Prolife groups fight back in an escalating battle over legalized abortion.

Supporters of legalized abortion have launched a nationwide campaign that is designed to stall the momentum of the prolife movement.

“There is no issue that will be fought by women with greater passion than this,” National Organization for Women (NOW) president Judy Goldsmith told a crowd of abortion proponents at a rally last month. “We will control our bodies and our lives, and we will win.”

The NOW march and rally, targeted against the Roman Catholic bishops, was one of a series of public events planned after the release of The Silent Scream, a film showing ultrasound pictures of a suction abortion. The film has been widely promoted by the prolife movement and the Reagan Administration (CT, April 5, 1985, p. 46).

The National Abortion Rights Action League (NARAL) responded to the film with a program called “Abortion Rights: Silent No More.” The organization collected more than 40,000 letters from women who said they made the right decision in obtaining abortions, NARAL has featured the letters in “Speakout” campaigns across the country.

The letter writers’ stories range from instances of rape and serious health problems to cases of contraceptive failure and women who felt that child bearing would interrupt or ruin their careers. NARAL director Nanette Falkenberg said the letters would help “win the emotional battle” over abortion “as we continue to protect ourselves on the legal front.”

After a NARAL “Speakout” in Washington, D.C., sympathetic members of Congress read several of the letters into the Congressional Record.
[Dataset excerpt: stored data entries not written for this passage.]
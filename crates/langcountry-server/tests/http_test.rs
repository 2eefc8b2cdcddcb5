//! End-to-end tests of session binding and locale switching.

use axum::{
    body::{to_bytes, Body},
    http::{header, Request, Response, StatusCode},
    Router,
};
use langcountry_common_config::LangCountryConfig;
use langcountry_i18n::{AllowList, CatalogConfig, LangCountry, LocaleCatalog};
use langcountry_server::routes::create_router;
use langcountry_server::session::{InMemorySessionStore, SessionId, SessionStore, SESSION_COOKIE};
use langcountry_server::users::{AuthenticatedUser, InMemoryUserPreferences, UserPreferences};
use langcountry_server::{start_session_sweeper, AppState};
use langcountry_test_utils::{write_bundle, DatasetDirs};
use serde_json::Value;
use std::sync::Arc;
use std::time::Duration;
use tower::ServiceExt;

fn config() -> LangCountryConfig {
    LangCountryConfig {
        allowed: vec!["en".into(), "es_CO".into(), "nl".into()],
        fallback: "en".into(),
        ..LangCountryConfig::default()
    }
}

fn app_with_users(users: Arc<InMemoryUserPreferences>) -> Router {
    let config = config();
    let state = AppState::new(config.build_service().unwrap(), &config).with_user_preferences(users);
    create_router(state)
}

fn app() -> Router {
    app_with_users(Arc::default())
}

fn get(uri: &str) -> axum::http::request::Builder {
    Request::builder().method("GET").uri(uri)
}

async fn send(app: &Router, request: Request<Body>) -> Response<Body> {
    app.clone().oneshot(request).await.unwrap()
}

async fn json(response: Response<Body>) -> Value {
    let bytes = to_bytes(response.into_body(), usize::MAX).await.unwrap();
    serde_json::from_slice(&bytes).unwrap()
}

/// The `name=value` pair of the session cookie set by a response.
fn session_cookie(response: &Response<Body>) -> Option<String> {
    response
        .headers()
        .get(header::SET_COOKIE)
        .and_then(|v| v.to_str().ok())
        .and_then(|v| v.split(';').next())
        .map(str::to_string)
}

fn bound_code(body: &Value) -> &str {
    body["locale"]["language_code"].as_str().unwrap()
}

#[tokio::test]
async fn test_first_request_binds_from_accept_language() {
    let app = app();
    let response = send(
        &app,
        get("/locale")
            .header(header::ACCEPT_LANGUAGE, "es-ES,es;q=0.9")
            .body(Body::empty())
            .unwrap(),
    )
    .await;

    assert_eq!(response.status(), StatusCode::OK);
    let cookie = session_cookie(&response).unwrap();
    assert!(cookie.starts_with(&format!("{SESSION_COOKIE}=")));

    let body = json(response).await;
    assert_eq!(bound_code(&body), "es_CO");
    assert_eq!(body["locale"]["currency_code"], "COP");
    assert_eq!(body["formats"]["date_words_without_day"], "j \\d\\e F \\d\\e Y");
    assert!(!body["now"]["date_numbers"].as_str().unwrap().is_empty());
}

#[tokio::test]
async fn test_cookie_keeps_binding_across_requests() {
    let app = app();
    let first = send(
        &app,
        get("/locale")
            .header(header::ACCEPT_LANGUAGE, "nl-BE")
            .body(Body::empty())
            .unwrap(),
    )
    .await;
    let cookie = session_cookie(&first).unwrap();

    let second = send(
        &app,
        get("/locale")
            .header(header::COOKIE, &cookie)
            .header(header::ACCEPT_LANGUAGE, "es-ES")
            .body(Body::empty())
            .unwrap(),
    )
    .await;

    assert!(second.headers().get(header::SET_COOKIE).is_none());
    assert_eq!(bound_code(&json(second).await), "nl");
}

#[tokio::test]
async fn test_invalid_cookie_mints_new_session() {
    let app = app();
    let response = send(
        &app,
        get("/locale")
            .header(header::COOKIE, format!("{SESSION_COOKIE}=not-a-uuid"))
            .body(Body::empty())
            .unwrap(),
    )
    .await;

    let cookie = session_cookie(&response).unwrap();
    assert_ne!(cookie, format!("{SESSION_COOKIE}=not-a-uuid"));
    assert_eq!(bound_code(&json(response).await), "en");
}

#[tokio::test]
async fn test_switch_rebinds_and_redirects_back() {
    let app = app();
    let first = send(&app, get("/locale").body(Body::empty()).unwrap()).await;
    let cookie = session_cookie(&first).unwrap();
    assert_eq!(bound_code(&json(first).await), "en");

    let switched = send(
        &app,
        get("/change_language_code/nl")
            .header(header::COOKIE, &cookie)
            .header(header::REFERER, "/settings")
            .body(Body::empty())
            .unwrap(),
    )
    .await;
    assert_eq!(switched.status(), StatusCode::SEE_OTHER);
    assert_eq!(switched.headers()[header::LOCATION], "/settings");

    let after = send(
        &app,
        get("/locale").header(header::COOKIE, &cookie).body(Body::empty()).unwrap(),
    )
    .await;
    let body = json(after).await;
    assert_eq!(bound_code(&body), "nl");
    assert_eq!(body["formats"]["date_numbers"], "d-m-Y");
}

#[tokio::test]
async fn test_switch_rejects_codes_outside_allow_list() {
    let app = app();
    let first = send(
        &app,
        get("/locale")
            .header(header::ACCEPT_LANGUAGE, "nl")
            .body(Body::empty())
            .unwrap(),
    )
    .await;
    let cookie = session_cookie(&first).unwrap();

    for code in ["fr", "de", "es", "nl_BE"] {
        let response = send(
            &app,
            get(&format!("/change_language_code/{code}"))
                .header(header::COOKIE, &cookie)
                .body(Body::empty())
                .unwrap(),
        )
        .await;
        assert_eq!(response.status(), StatusCode::SEE_OTHER);
        assert_eq!(response.headers()[header::LOCATION], "/");
    }

    let after = send(
        &app,
        get("/locale").header(header::COOKIE, &cookie).body(Body::empty()).unwrap(),
    )
    .await;
    assert_eq!(bound_code(&json(after).await), "nl");
}

#[tokio::test]
async fn test_authenticated_user_preference_wins() {
    let users = Arc::new(InMemoryUserPreferences::new());
    users.insert_user("ada", Some("nl"));
    let app = app_with_users(users);

    let mut request = get("/locale")
        .header(header::ACCEPT_LANGUAGE, "es-CO")
        .body(Body::empty())
        .unwrap();
    request.extensions_mut().insert(AuthenticatedUser("ada".into()));

    assert_eq!(bound_code(&json(send(&app, request).await).await), "nl");
}

#[tokio::test]
async fn test_user_code_is_persisted_on_bind_and_switch() {
    let users = Arc::new(InMemoryUserPreferences::new());
    users.insert_user("bob", None);
    let app = app_with_users(users.clone());

    let mut request = get("/locale")
        .header(header::ACCEPT_LANGUAGE, "es")
        .body(Body::empty())
        .unwrap();
    request.extensions_mut().insert(AuthenticatedUser("bob".into()));
    let response = send(&app, request).await;
    let cookie = session_cookie(&response).unwrap();
    assert_eq!(users.language_code("bob").await.unwrap(), Some(Some("es_CO".into())));

    let mut switch = get("/change_language_code/en")
        .header(header::COOKIE, &cookie)
        .body(Body::empty())
        .unwrap();
    switch.extensions_mut().insert(AuthenticatedUser("bob".into()));
    send(&app, switch).await;
    assert_eq!(users.language_code("bob").await.unwrap(), Some(Some("en".into())));
}

#[tokio::test]
async fn test_selector_partitions_allow_list() {
    let app = app();
    let response = send(
        &app,
        get("/locale/selector")
            .header(header::ACCEPT_LANGUAGE, "es")
            .body(Body::empty())
            .unwrap(),
    )
    .await;
    assert_eq!(response.status(), StatusCode::OK);

    let body = json(response).await;
    assert_eq!(body["current"]["language_code"], "es_CO");
    let available: Vec<_> = body["available"]
        .as_array()
        .unwrap()
        .iter()
        .map(|s| s["language_code"].as_str().unwrap().to_string())
        .collect();
    assert_eq!(available, vec!["en", "nl"]);
}

#[tokio::test]
async fn test_health_does_not_bind_a_session() {
    let app = app();
    let response = send(&app, get("/health").body(Body::empty()).unwrap()).await;

    assert_eq!(response.status(), StatusCode::OK);
    assert!(response.headers().get(header::SET_COOKIE).is_none());

    let body = json(response).await;
    assert_eq!(body["status"], "ok");
    assert_eq!(body["locales"]["allowed"], 3);
    assert_eq!(body["locales"]["loaded"], 3);
    assert_eq!(body["locales"]["fallback"], "en");
}

#[tokio::test]
async fn test_unknown_route_is_json_404() {
    let response = send(&app(), get("/nope").body(Body::empty()).unwrap()).await;
    assert_eq!(response.status(), StatusCode::NOT_FOUND);

    let body = json(response).await;
    assert_eq!(body["success"], false);
    assert_eq!(body["error"]["code"], "not_found");
}

#[tokio::test]
async fn test_corrupt_bundle_is_a_configuration_error() {
    let dirs = DatasetDirs::new();
    write_bundle(dirs.overrides(), "nl", "{ \"lang\": ");

    let catalog = LocaleCatalog::new(CatalogConfig::default().with_override_dir(dirs.overrides()));
    let allow_list = AllowList::new(["en", "nl"], "en").unwrap();
    let service = LangCountry::new(catalog, allow_list);
    let app = create_router(AppState::new(service, &LangCountryConfig::default()));

    let response = send(
        &app,
        get("/locale")
            .header(header::ACCEPT_LANGUAGE, "nl")
            .body(Body::empty())
            .unwrap(),
    )
    .await;
    assert_eq!(response.status(), StatusCode::INTERNAL_SERVER_ERROR);
    assert_eq!(json(response).await["error"]["code"], "locale_configuration_error");

    // Healthy locales keep working.
    let response = send(&app, get("/locale").body(Body::empty()).unwrap()).await;
    assert_eq!(response.status(), StatusCode::OK);
}

#[tokio::test]
async fn test_cookieless_traffic_keeps_session_store_bounded() {
    let mut config = config();
    config.session.max_sessions = 50;
    let store = Arc::new(InMemorySessionStore::with_limits(
        config.session.idle_timeout(),
        config.session.max_sessions,
    ));
    let state = AppState::new(config.build_service().unwrap(), &config)
        .with_session_store(store.clone());
    let app = create_router(state);

    for _ in 0..200 {
        let response = send(&app, get("/locale").body(Body::empty()).unwrap()).await;
        assert_eq!(response.status(), StatusCode::OK);
    }

    assert_eq!(store.len(), 50);
}

#[tokio::test]
async fn test_sweeper_drops_idle_sessions() {
    let store = Arc::new(InMemorySessionStore::with_limits(Duration::from_millis(20), 100));
    for _ in 0..5 {
        store.put(&SessionId::generate(), "language_code", "nl").await.unwrap();
    }

    let sweeper = start_session_sweeper(store.clone(), Duration::from_millis(10));
    tokio::time::sleep(Duration::from_millis(100)).await;
    sweeper.abort();

    assert!(store.is_empty());
}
At the same time, the Planned Parenthood Federation of America ran full-page ads supporting abortion in the Washington Post and in four other metropolitan newspapers. The ads will run in women’s magazines later this year. A Planned Parenthood representative said the group’s Seattle affiliate produced a film that “responded to the inaccuracies” of The Silent Scream.

Bernard Nathanson, the former abortionist who narrated The Silent Scream, has been defending the film’s accuracy. At a press conference sponsored by the National Right to Life Committee, he challenged Planned Parenthood “or other abortion advocates to make their own film of an abortion, showing us what a beneficent act it is for the fetus.”

Appearing with Nathanson were two members of Women Exploited by Abortion (WEBA), a group of women who have had abortions and now try to convince other women not to have them. WEBA founder Patti Haywood-McKinney said her abortion resulted in “intense guilt and grief,” anorexia, and a lengthy stay in a hospital psychiatric unit.

Kay James, public affairs director of the National Right to Life Committee, stressed the “alternatives arm of the prolife movement” as proof that right-to-life activists are concerned about women as well as children. Declaring that 5,500 abortion centers operate in the United States, James said there soon will be enough pregnancy aid centers to match them. She said the aid centers offer services ranging from medical referral and financial assistance to housing and day care.

Undeterred by the prolife response to NARAL, NOW sponsored demonstrations in 14 cities against the Roman Catholic bishops. In Washington, some 500 demonstrators marched past the headquarters of the National Conference of Catholic Bishops and then rallied in a nearby park. “Our bishops do not seek to convince us by internal dialogue and persuasion,” said Frances Kissling, director of Catholics for a Free Choice. “They intend to use the force of civil law to impose their will on us as Catholics and you as citizens.”

Richard Doerflinger, assistant director of the bishops’ Office for Pro-Life Activities, responded to Kissling’s charges. “We don’t coerce,” he said, “we lobby. But everybody lobbies.”